Activity |
In the listing below, locate the line that contains "write per batch." and the line that contains "single fetch outcome". Restate word for word those two lines and every line between them, and nothing else.

****

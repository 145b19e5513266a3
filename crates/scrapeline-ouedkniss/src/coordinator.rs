//! Batch coordinator: bounded concurrent fetches, order-preserving collection,
//! one atomic write per batch.

use std::sync::OnceLock;
use std::sync::atomic::{AtomicBool, Ordering};
use std::time::{Duration, Instant};

use futures_util::future::join_all;
use indicatif::ProgressBar;
use scrapeline_core::{
    BatchSink, FlatRecord, ORIGINAL_ID, RawResult, SharedProgress, Transport, WorkQueue, flatten,
};
use serde_json::Value;

use crate::error::PipelineError;
use crate::fetcher::Fetcher;

/// Counters for one written batch
#[derive(Debug, Default, Clone, Copy, PartialEq)]
pub struct BatchStats {
    pub records: usize,
    pub documents: usize,
    pub empties: usize,
    pub errors: usize,
    pub elapsed: Duration,
}

impl BatchStats {
    /// Counters for a single fetch outcome
    fn of(raw: &RawResult) -> Self {
        let mut stats = Self {
            records: 1,
            ..Self::default()
        };
        if raw.is_error() {
            stats.errors = 1;
        } else if raw.is_empty() {
            stats.empties = 1;
        } else {
            stats.documents = 1;
        }
        stats
    }

    fn add(&mut self, other: &Self) {
        self.records += other.records;
        self.documents += other.documents;
        self.empties += other.empties;
        self.errors += other.errors;
    }
}

type Slot = OnceLock<(BatchStats, FlatRecord)>;

/// Runs one batch at a time through at most `concurrency` in-flight fetches.
pub struct BatchCoordinator<T, S> {
    fetcher: Fetcher<T>,
    sink: S,
    concurrency: usize,
    progress: SharedProgress,
    shutdown: &'static AtomicBool,
}

impl<T: Transport, S: BatchSink> BatchCoordinator<T, S> {
    pub fn new(
        fetcher: Fetcher<T>,
        sink: S,
        concurrency: usize,
        progress: SharedProgress,
        shutdown: &'static AtomicBool,
    ) -> Self {
        Self {
            fetcher,
            sink,
            concurrency: concurrency.max(1),
            progress,
            shutdown,
        }
    }

    pub fn sink(&self) -> &S {
        &self.sink
    }

    pub fn shutdown_requested(&self) -> bool {
        self.shutdown.load(Ordering::Relaxed)
    }

    /// Fetch every id of the batch, flatten, tag with `original_id` and
    /// persist the records in input order as unit `batch_index`.
    ///
    /// On shutdown the in-flight fetches drain, nothing is written and
    /// [`PipelineError::Interrupted`] is returned.
    pub async fn process_batch(
        &self,
        ids: &[String],
        batch_index: usize,
    ) -> Result<BatchStats, PipelineError> {
        let start = Instant::now();
        let queue = WorkQueue::new(ids);
        let slots: Vec<Slot> = ids.iter().map(|_| OnceLock::new()).collect();
        let bar = self.progress.batch_bar(batch_index, ids.len());

        let workers = self.concurrency.min(ids.len());
        join_all((0..workers).map(|_| self.worker(&queue, &slots, &bar))).await;
        bar.finish_and_clear();

        if self.shutdown_requested() {
            return Err(PipelineError::Interrupted { batch_index });
        }

        let mut stats = BatchStats::default();
        let mut records = Vec::with_capacity(ids.len());
        for slot in slots {
            let Some((counted, record)) = slot.into_inner() else {
                return Err(PipelineError::Interrupted { batch_index });
            };
            stats.add(&counted);
            records.push(record);
        }

        self.sink.write_batch(batch_index, &records)?;
        stats.elapsed = start.elapsed();
        Ok(stats)
    }

    async fn worker(&self, queue: &WorkQueue<'_, String>, slots: &[Slot], bar: &ProgressBar) {
        while !self.shutdown_requested() {
            let Some((pos, id)) = queue.claim() else {
                break;
            };
            let raw = self.fetcher.fetch(id, pos).await;
            let counted = BatchStats::of(&raw);
            let mut record = flatten(raw);
            record.insert(ORIGINAL_ID.to_string(), Value::String(id.clone()));
            // Each position is claimed once, so the slot is always vacant
            let _ = slots[pos].set((counted, record));
            bar.inc(1);
        }
    }
}

#[cfg(test)]
mod tests {
    use super::*;
    use serde_json::json;

    #[test]
    fn stats_by_outcome() {
        let mut stats = BatchStats::default();
        for raw in [
            RawResult::Document(json!({"id": "1"})),
            RawResult::Empty,
            RawResult::exhausted("3", 5),
            RawResult::Document(json!({"id": "4"})),
        ] {
            stats.add(&BatchStats::of(&raw));
        }
        assert_eq!(stats.records, 4);
        assert_eq!(stats.documents, 2);
        assert_eq!(stats.empties, 1);
        assert_eq!(stats.errors, 1);
    }
}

****

Result |
//! one atomic write per batch.

use std::sync::OnceLock;
use std::sync::atomic::{AtomicBool, Ordering};
use std::time::{Duration, Instant};

use futures_util::future::join_all;
use indicatif::ProgressBar;
use scrapeline_core::{
    BatchSink, FlatRecord, ORIGINAL_ID, RawResult, SharedProgress, Transport, WorkQueue, flatten,
};
use serde_json::Value;

use crate::error::PipelineError;
use crate::fetcher::Fetcher;

/// Counters for one written batch
#[derive(Debug, Default, Clone, Copy, PartialEq)]
pub struct BatchStats {
    pub records: usize,
    pub documents: usize,
    pub empties: usize,
    pub errors: usize,
    pub elapsed: Duration,
}

impl BatchStats {
    /// Counters for a single fetch outcome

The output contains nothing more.